Ja, das ist mit Sicherheit ein Problem. Denn wenn man einen gebrochenen Fuß hat, geht man ja auch ins Krankenhaus und wird sofort behandelt. Aber zur Wahrheit gehört auch dazu: In Rosenheim gibt es vier ergotherapeutische Praxen, die nur mit psychisch kranken Menschen arbeiten, und fast überall gibt es noch freie Plätze. Der Unterschied im Vergleich zum Psychotherapeuten ist, dass bei uns die Handlungsfähigkeit im Vordergrund steht. So werden ganz praktisch Strategien, Techniken, Handwerkszeug erlernt, damit die Menschen wieder mehr Lebensfreude, Stabilität und Gesundheit erleben können und sich damit ein erfülltes Leben selbst gestalten können.

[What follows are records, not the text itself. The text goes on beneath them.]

use crate::synth::error::{check_non_negative, SynthError, SynthResult};
#[cfg(feature = "serde")]
use crate::synth::prelude::{Deserialize, Serialize};

/// Linear attack/decay/sustain/release amplitude shape.
///
/// Times are in seconds, `sustain` is a level in `0..=1`. The envelope keeps
/// no runtime state: it is evaluated from the time since the last attack or
/// release and whether the note is still held.
#[derive(Debug, Clone, Copy, PartialEq)]
#[cfg_attr(feature = "serde", derive(Serialize, Deserialize))]
pub struct Envelope {
    pub attack: f64,
    pub decay: f64,
    pub sustain: f64,
    pub release: f64,
}

/// Segment of the envelope a point in time falls into.
#[derive(Debug, Clone, Copy, PartialEq, Eq)]
pub enum EnvelopeStage {
    Attack,
    Decay,
    Sustain,
    Release,
    Finished,
}

impl Envelope {
    /// Constant full level while held, silent once released.
    pub const DEFAULT: Envelope = Envelope {
        attack: 0.0,
        decay: 0.0,
        sustain: 1.0,
        release: 0.0,
    };

    pub fn new(attack: f64, decay: f64, sustain: f64, release: f64) -> Self {
        Self {
            attack,
            decay,
            sustain,
            release,
        }
    }

    pub fn validate(&self) -> SynthResult<()> {
        check_non_negative("attack", self.attack)?;
        check_non_negative("decay", self.decay)?;
        check_non_negative("release", self.release)?;
        if !(0.0..=1.0).contains(&self.sustain) {
            return Err(SynthError::invalid_param(
                "sustain",
                format!("must be within 0..=1, got {}", self.sustain),
            ));
        }
        Ok(())
    }

    /// Which segment `elapsed` falls into.
    ///
    /// While holding, `elapsed` counts from the attack; after release it counts
    /// from the release. Zero-length segments are skipped.
    pub fn stage(&self, elapsed: f64, holding: bool) -> EnvelopeStage {
        if holding {
            if self.attack > 0.0 && elapsed < self.attack {
                EnvelopeStage::Attack
            } else if self.decay > 0.0 && elapsed < self.attack + self.decay {
                EnvelopeStage::Decay
            } else {
                EnvelopeStage::Sustain
            }
        } else if self.release > 0.0 && elapsed < self.release {
            EnvelopeStage::Release
        } else {
            EnvelopeStage::Finished
        }
    }

    /// Amplitude at `elapsed` seconds into the current hold or release.
    pub fn evaluate(&self, elapsed: f64, holding: bool) -> f64 {
        match self.stage(elapsed, holding) {
            EnvelopeStage::Attack => elapsed / self.attack,
            EnvelopeStage::Decay => {
                let progress = (elapsed - self.attack) / self.decay;
                1.0 - progress * (1.0 - self.sustain)
            }
            EnvelopeStage::Sustain => self.sustain,
            // Release always ramps down from the sustain level.
            EnvelopeStage::Release => self.sustain - self.sustain * (elapsed / self.release),
            EnvelopeStage::Finished => 0.0,
        }
    }

    pub fn is_finished(&self, elapsed: f64, holding: bool) -> bool {
        self.stage(elapsed, holding) == EnvelopeStage::Finished
    }
}

impl Default for Envelope {
    fn default() -> Self {
        Self::DEFAULT
    }
}
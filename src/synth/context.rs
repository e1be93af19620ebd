/// Point in synthesis time passed down the operator chain.
///
/// `modulation` is the phase term an algorithm feeds into the next operator.
/// Algorithms work on copies (`with_modulation`, `at_time`) while chaining;
/// the synthesizer's own copy only changes through attack/release/sample.
#[derive(Clone, Copy, Debug, Default, PartialEq)]
pub struct SynthesisState {
    /// Seconds since the last attack or release.
    pub elapsed: f64,
    /// Voice frequency in Hz. Must be positive before operators are evaluated.
    pub base_frequency: f64,
    /// True between attack and release.
    pub is_holding: bool,
    /// Phase modulation (radians) fed into the next operator.
    pub modulation: f64,
}

impl SynthesisState {
    pub fn new(elapsed: f64, base_frequency: f64, is_holding: bool) -> Self {
        Self {
            elapsed,
            base_frequency,
            is_holding,
            modulation: 0.0,
        }
    }

    #[inline]
    pub fn with_modulation(self, modulation: f64) -> Self {
        Self { modulation, ..self }
    }

    #[inline]
    pub fn at_time(self, elapsed: f64) -> Self {
        Self { elapsed, ..self }
    }
}
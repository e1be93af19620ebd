// Shared imports for the synthesis modules

// fmt
pub use core::fmt;

// PI constants
pub use core::f64::consts::{PI, TAU};

// serde derives, only when the feature is on
#[cfg(feature = "serde")]
pub use serde::{Deserialize, Serialize};

/// Wraps an angle in radians into `[0, TAU)`.
#[inline]
pub fn wrap_angle(angle: f64) -> f64 {
    let wrapped = angle.rem_euclid(TAU);
    // rem_euclid can round up to TAU itself for tiny negative inputs
    if wrapped >= TAU {
        0.0
    } else {
        wrapped
    }
}
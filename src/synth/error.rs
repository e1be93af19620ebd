//! Error types for the synthesis core.

use thiserror::Error;

/// Result type for synthesis operations.
pub type SynthResult<T> = Result<T, SynthError>;

/// Configuration errors reported by algorithms and the synthesizer.
///
/// Hot-path preconditions (a zero base frequency, an all-zero modulation index
/// sum) are not represented here; they are the caller's responsibility.
#[derive(Debug, Clone, PartialEq, Error)]
pub enum SynthError {
    /// The algorithm needs more operators than the voice has.
    #[error("{algorithm} requires at least {required} operators, found {found}")]
    InsufficientOperators {
        /// Algorithm name.
        algorithm: &'static str,
        /// Minimum operator count.
        required: usize,
        /// Operators actually supplied.
        found: usize,
    },

    /// A feedback algorithm names a channel that does not exist.
    #[error("feedback channel {channel} out of range for {operators} operators")]
    FeedbackChannelOutOfRange {
        /// Requested channel.
        channel: usize,
        /// Operators actually supplied.
        operators: usize,
    },

    /// Operator index out of bounds.
    #[error("operator index {index} out of bounds ({len} operators)")]
    OperatorIndexOutOfRange {
        /// Requested index.
        index: usize,
        /// Number of operators.
        len: usize,
    },

    /// Invalid parameter value.
    #[error("invalid parameter '{name}': {message}")]
    InvalidParameter {
        /// Parameter name.
        name: String,
        /// Error message.
        message: String,
    },
}

impl SynthError {
    /// Creates an invalid parameter error.
    pub fn invalid_param(name: impl Into<String>, message: impl Into<String>) -> Self {
        Self::InvalidParameter {
            name: name.into(),
            message: message.into(),
        }
    }

    /// Checks an operator count against an algorithm's minimum.
    pub(crate) fn require_operators(
        algorithm: &'static str,
        required: usize,
        found: usize,
    ) -> SynthResult<()> {
        if found < required {
            Err(Self::InsufficientOperators {
                algorithm,
                required,
                found,
            })
        } else {
            Ok(())
        }
    }
}

/// Rejects negative or non-finite values.
pub(crate) fn check_non_negative(name: &str, value: f64) -> SynthResult<()> {
    if !value.is_finite() {
        return Err(SynthError::invalid_param(name, "must be finite"));
    }
    if value < 0.0 {
        return Err(SynthError::invalid_param(
            name,
            format!("must be non-negative, got {value}"),
        ));
    }
    Ok(())
}
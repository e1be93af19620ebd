pub mod algorithm;
pub mod config;
pub mod context;
pub mod core;
pub mod envelope;
pub mod error;
pub mod operator;
pub mod prelude;
pub mod topology;
pub mod waveform;

pub use self::algorithm::Algorithm;
pub use self::config::{OperatorConfig, SynthConfig};
pub use self::context::SynthesisState;
pub use self::core::{Synthesize, Synthesizer};
pub use self::envelope::{Envelope, EnvelopeStage};
pub use self::error::{SynthError, SynthResult};
pub use self::operator::Operator;
pub use self::topology::ChipTopology;
pub use self::waveform::Waveform;
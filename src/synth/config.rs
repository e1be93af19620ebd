use super::algorithm::Algorithm;
use super::envelope::Envelope;
use super::error::{SynthError, SynthResult};
use super::operator::Operator;
use super::waveform::Waveform;
#[cfg(feature = "serde")]
use crate::synth::prelude::{Deserialize, Serialize};

/// Number of operators in a default voice.
pub const DEFAULT_OPERATOR_COUNT: usize = 4;

/// Partial operator settings. Unset fields keep the operator's current value.
#[derive(Debug, Clone, Copy, Default, PartialEq)]
#[cfg_attr(feature = "serde", derive(Serialize, Deserialize))]
#[cfg_attr(feature = "serde", serde(default))]
pub struct OperatorConfig {
    pub waveform: Option<Waveform>,
    pub envelope: Option<Envelope>,
    pub modulation_index: Option<f64>,
    pub detune: Option<f64>,
}

impl OperatorConfig {
    pub fn waveform(mut self, waveform: Waveform) -> Self {
        self.waveform = Some(waveform);
        self
    }

    pub fn envelope(mut self, envelope: Envelope) -> Self {
        self.envelope = Some(envelope);
        self
    }

    pub fn modulation_index(mut self, modulation_index: f64) -> Self {
        self.modulation_index = Some(modulation_index);
        self
    }

    pub fn detune(mut self, detune: f64) -> Self {
        self.detune = Some(detune);
        self
    }
}

/// Construction-time configuration of one voice.
#[derive(Debug, Clone, PartialEq)]
#[cfg_attr(feature = "serde", derive(Serialize, Deserialize))]
pub struct SynthConfig {
    /// One entry per operator; the length is the operator count.
    pub operators: Vec<OperatorConfig>,
    pub algorithm: Algorithm,
}

impl SynthConfig {
    pub fn new(operators: Vec<OperatorConfig>, algorithm: Algorithm) -> Self {
        Self {
            operators,
            algorithm,
        }
    }

    /// Builds the operator list, applying each entry to a default operator.
    pub fn build_operators(&self) -> Vec<Operator> {
        self.operators.iter().map(Operator::from).collect()
    }

    /// Checks every operator against the data-model invariants.
    ///
    /// The operator count is not compared against the algorithm here; that
    /// happens when the algorithm runs, since it can be swapped later.
    pub fn validate(&self) -> SynthResult<()> {
        for (index, op) in self.build_operators().iter().enumerate() {
            op.validate().map_err(|e| match e {
                SynthError::InvalidParameter { name, message } => {
                    SynthError::invalid_param(format!("operators[{index}].{name}"), message)
                }
                other => other,
            })?;
        }
        self.algorithm.validate()
    }
}

impl Default for SynthConfig {
    fn default() -> Self {
        Self {
            operators: vec![OperatorConfig::default(); DEFAULT_OPERATOR_COUNT],
            algorithm: Algorithm::ParallelMix,
        }
    }
}
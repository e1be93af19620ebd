use super::context::SynthesisState;
use super::error::{check_non_negative, SynthError, SynthResult};
use super::operator::Operator;
use super::topology::ChipTopology;
use crate::synth::prelude::fmt;
use std::mem;
#[cfg(feature = "serde")]
use crate::synth::prelude::{Deserialize, Serialize};

/// Lookback used by constant-lookback feedback when none is configured (1 ms).
pub const DEFAULT_LOOKBACK: f64 = 0.001;

const SERIAL_MODULATION: &str = "serial modulation";
const PAIR_MODULATION: &str = "pair modulation";
const PARALLEL_MIX: &str = "parallel mix";
const PAIRWISE_MIX: &str = "pairwise mix";
const SELF_FEEDBACK: &str = "self feedback";
const CONSTANT_LOOKBACK_FEEDBACK: &str = "constant lookback feedback";

// --- Algorithm ---

/// How a voice's operators combine into one sample.
///
/// Operator index 0 is the carrier; higher indices sit further up the
/// modulation chain. Each variant carries only the state it needs: the
/// self-feedback variant remembers the feedback channel's previous output,
/// everything else is stateless.
///
/// Outputs are not clipped. Variants that end in a single carrier divide by
/// that carrier's modulation index, so its depth setting does not double as
/// an output gain.
///
/// Equality compares configuration only; the self-feedback memory is
/// ignored.
#[derive(Debug, Clone, Copy)]
#[cfg_attr(feature = "serde", derive(Serialize, Deserialize))]
#[cfg_attr(feature = "serde", serde(tag = "type", rename_all = "snake_case"))]
pub enum Algorithm {
    /// Every operator modulates all lower indices: each one hears the sum
    /// of the outputs above it.
    SerialModulation,
    /// Operator 1 modulates operator 0; the rest are ignored.
    PairModulation,
    /// All operators evaluated independently and mixed.
    ParallelMix,
    /// Even/odd operator pairs, each pair-modulated, averaged together.
    PairwiseMix,
    /// Serial chain where `channel` also receives its own output from the
    /// previous call.
    ///
    /// The feedback term therefore depends on how evenly `sample` is called:
    /// irregular or out-of-order calls feed back a sample from an irregular
    /// point in time.
    SelfFeedback {
        channel: usize,
        #[cfg_attr(feature = "serde", serde(skip))]
        previous: f64,
    },
    /// Serial chain where `channel` also receives its own output evaluated
    /// `lookback` seconds earlier. Independent of call cadence.
    ConstantLookbackFeedback { channel: usize, lookback: f64 },
    /// One of the fixed four-operator routings.
    Chip { topology: ChipTopology },
}

impl Algorithm {
    pub fn self_feedback(channel: usize) -> Self {
        Algorithm::SelfFeedback {
            channel,
            previous: 0.0,
        }
    }

    pub fn constant_lookback(channel: usize, lookback: f64) -> Self {
        Algorithm::ConstantLookbackFeedback { channel, lookback }
    }

    pub fn chip(topology: ChipTopology) -> Self {
        Algorithm::Chip { topology }
    }

    pub fn name(&self) -> &'static str {
        match self {
            Algorithm::SerialModulation => SERIAL_MODULATION,
            Algorithm::PairModulation => PAIR_MODULATION,
            Algorithm::ParallelMix => PARALLEL_MIX,
            Algorithm::PairwiseMix => PAIRWISE_MIX,
            Algorithm::SelfFeedback { .. } => SELF_FEEDBACK,
            Algorithm::ConstantLookbackFeedback { .. } => CONSTANT_LOOKBACK_FEEDBACK,
            Algorithm::Chip { topology } => topology.name(),
        }
    }

    /// Fewest operators this algorithm accepts.
    pub fn min_operators(&self) -> usize {
        match self {
            Algorithm::SerialModulation | Algorithm::ParallelMix => 1,
            Algorithm::PairModulation | Algorithm::PairwiseMix => 2,
            Algorithm::SelfFeedback { .. } | Algorithm::ConstantLookbackFeedback { .. } => 1,
            Algorithm::Chip { .. } => ChipTopology::OPERATOR_COUNT,
        }
    }

    /// Checks the parameters carried by the variant itself.
    pub fn validate(&self) -> SynthResult<()> {
        match self {
            Algorithm::ConstantLookbackFeedback { lookback, .. } => {
                check_non_negative("lookback", *lookback)
            }
            _ => Ok(()),
        }
    }

    /// Forgets any remembered feedback sample.
    pub fn reset(&mut self) {
        if let Algorithm::SelfFeedback { previous, .. } = self {
            *previous = 0.0;
        }
    }

    /// Produces one sample from `operators` at `state`.
    pub fn combine(&mut self, operators: &[Operator], state: &SynthesisState) -> SynthResult<f64> {
        match self {
            Algorithm::SerialModulation => serial_modulation(operators, state),
            Algorithm::PairModulation => pair_modulation(operators, state),
            Algorithm::ParallelMix => parallel_mix(operators, state),
            Algorithm::PairwiseMix => pairwise_mix(operators, state),
            Algorithm::SelfFeedback { channel, previous } => {
                self_feedback(operators, *channel, previous, state)
            }
            Algorithm::ConstantLookbackFeedback { channel, lookback } => {
                constant_lookback_feedback(operators, *channel, *lookback, state)
            }
            Algorithm::Chip { topology } => topology.render(operators, state),
        }
    }
}

impl PartialEq for Algorithm {
    fn eq(&self, other: &Self) -> bool {
        use Algorithm::*;
        match (self, other) {
            (SelfFeedback { channel: a, .. }, SelfFeedback { channel: b, .. }) => a == b,
            (
                ConstantLookbackFeedback {
                    channel: a,
                    lookback: x,
                },
                ConstantLookbackFeedback {
                    channel: b,
                    lookback: y,
                },
            ) => a == b && x == y,
            (Chip { topology: a }, Chip { topology: b }) => a == b,
            _ => mem::discriminant(self) == mem::discriminant(other),
        }
    }
}

impl Default for Algorithm {
    fn default() -> Self {
        Algorithm::ParallelMix
    }
}

impl fmt::Display for Algorithm {
    fn fmt(&self, f: &mut fmt::Formatter<'_>) -> fmt::Result {
        match self {
            Algorithm::SelfFeedback { channel, .. } => {
                write!(f, "{} (channel {channel})", self.name())
            }
            Algorithm::ConstantLookbackFeedback { channel, lookback } => {
                write!(f, "{} (channel {channel}, {lookback} s)", self.name())
            }
            _ => f.write_str(self.name()),
        }
    }
}

// --- Chain evaluation ---

#[derive(Clone, Copy)]
enum Feedback {
    None,
    Previous { channel: usize, sample: f64 },
    Lookback { channel: usize, lookback: f64 },
}

impl Feedback {
    fn channel(&self) -> Option<usize> {
        match *self {
            Feedback::None => None,
            Feedback::Previous { channel, .. } | Feedback::Lookback { channel, .. } => {
                Some(channel)
            }
        }
    }
}

struct ChainOutput {
    carrier: f64,
    channel: f64,
}

/// Runs operators from the last index down to 0. Every output is added to
/// the accumulator, so each operator is modulated by the sum of all outputs
/// above it. A feedback term is added to the accumulator right before its
/// channel is evaluated.
fn run_chain(operators: &[Operator], state: &SynthesisState, feedback: Feedback) -> ChainOutput {
    let mut modulation = state.modulation;
    let mut carrier = 0.0;
    let mut channel_out = 0.0;

    for (index, op) in operators.iter().enumerate().rev() {
        match feedback {
            Feedback::Previous { channel, sample } if channel == index => {
                modulation += sample;
            }
            Feedback::Lookback { channel, lookback } if channel == index => {
                modulation += lookback_sample(op, &state.with_modulation(modulation), lookback);
            }
            _ => {}
        }

        carrier = op.evaluate(&state.with_modulation(modulation));
        if feedback.channel() == Some(index) {
            channel_out = carrier;
        }
        modulation += carrier;
    }

    ChainOutput {
        carrier,
        channel: channel_out,
    }
}

/// `op` evaluated `lookback` seconds before `state`, never before time 0.
pub(crate) fn lookback_sample(op: &Operator, state: &SynthesisState, lookback: f64) -> f64 {
    let past = state.at_time((state.elapsed - lookback).max(0.0));
    op.evaluate(&past)
}

fn check_channel(channel: usize, operators: &[Operator]) -> SynthResult<()> {
    if channel >= operators.len() {
        return Err(SynthError::FeedbackChannelOutOfRange {
            channel,
            operators: operators.len(),
        });
    }
    Ok(())
}

// --- Algorithm functions ---

/// Operator N-1 modulates N-2, ..., down to the carrier at index 0, with
/// outputs accumulating on the way down.
pub fn serial_modulation(operators: &[Operator], state: &SynthesisState) -> SynthResult<f64> {
    SynthError::require_operators(SERIAL_MODULATION, 1, operators.len())?;
    let out = run_chain(operators, state, Feedback::None);
    Ok(out.carrier / operators[0].modulation_index)
}

/// Operator 1 modulates operator 0. Operators past index 1 are ignored.
pub fn pair_modulation(operators: &[Operator], state: &SynthesisState) -> SynthResult<f64> {
    SynthError::require_operators(PAIR_MODULATION, 2, operators.len())?;
    let modulator = operators[1].evaluate(state);
    let carrier = operators[0].evaluate(&state.with_modulation(modulator));
    Ok(carrier / operators[0].modulation_index)
}

/// Independent operators, mixed and normalised by the sum of their
/// modulation indices. At least one index must be non-zero.
pub fn parallel_mix(operators: &[Operator], state: &SynthesisState) -> SynthResult<f64> {
    SynthError::require_operators(PARALLEL_MIX, 1, operators.len())?;
    let total_index: f64 = operators.iter().map(|op| op.modulation_index).sum();
    let mix: f64 = operators.iter().map(|op| op.evaluate(state)).sum();
    Ok(mix / total_index)
}

/// Pairs (0,1), (2,3), ... each pair-modulated, then averaged. A trailing
/// odd operator is left out.
pub fn pairwise_mix(operators: &[Operator], state: &SynthesisState) -> SynthResult<f64> {
    SynthError::require_operators(PAIRWISE_MIX, 2, operators.len())?;
    let pairs = operators.len() / 2;
    let mut mix = 0.0;
    for pair in operators.chunks_exact(2) {
        mix += pair_modulation(pair, state)?;
    }
    Ok(mix / pairs as f64)
}

/// Serial modulation where `channel` also receives `previous`, its own output
/// from the last call. `previous` is updated with this call's output.
pub fn self_feedback(
    operators: &[Operator],
    channel: usize,
    previous: &mut f64,
    state: &SynthesisState,
) -> SynthResult<f64> {
    SynthError::require_operators(SELF_FEEDBACK, 1, operators.len())?;
    check_channel(channel, operators)?;

    let out = run_chain(
        operators,
        state,
        Feedback::Previous {
            channel,
            sample: *previous,
        },
    );
    *previous = out.channel;
    Ok(out.carrier / operators[0].modulation_index)
}

/// Serial modulation where `channel` also receives its own output from
/// `lookback` seconds earlier.
pub fn constant_lookback_feedback(
    operators: &[Operator],
    channel: usize,
    lookback: f64,
    state: &SynthesisState,
) -> SynthResult<f64> {
    SynthError::require_operators(CONSTANT_LOOKBACK_FEEDBACK, 1, operators.len())?;
    check_channel(channel, operators)?;
    check_non_negative("lookback", lookback)?;

    let out = run_chain(operators, state, Feedback::Lookback { channel, lookback });
    Ok(out.carrier / operators[0].modulation_index)
}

War die Nachfrage schon mal höher?
Ja, in der Corona-Pandemie. Da haben mich Menschen weinend angerufen und waren froh, dass sie überhaupt die Gelegenheit hatten, mit anderen über ihre Probleme zu sprechen. Aber viele, die sich jetzt bei mir melden, wollen eine Einzelbehandlung haben. Diese hat ja ihre Berechtigung.
Einen großen Dienst an der Gesundung trägt meiner Erfahrung nach die Teilnahme an einer Gruppe bei. Mit Menschen zusammen zu sein, die auch Probleme haben, und neue Blickwinkel zu gewinnen, auch durch das gemeinsame Gestalten und die Rückmeldung der anderen im geschützten Rahmen, hilft, mehr zu sich zu stehen, wie man ist.
Braucht es in Ihren Augen mehr Anlaufstellen für Männer?
Ja, ganz sicher. Und ich bin der Meinung, dass diese Anlaufstellen auch von Männern geleitet werden sollten. So kann derjenige, der die Gruppe oder das Angebot leitet, zum Vorbild werden. In der Kindheit glänzten die eigenen Väter oft durch Abwesenheit oder als negatives Vorbild.
Zudem wird hier die Fähigkeit stabilisiert, sich mit anderen Männern auszutauschen und sich zu stärken, um mit sich selbst und den eigenen Problemen besser umgehen zu können. So ist es möglich, sich und anderen auch im „richtigen“ Leben offener zu begegnen und sich dadurch angenommener und akzeptierter zu fühlen.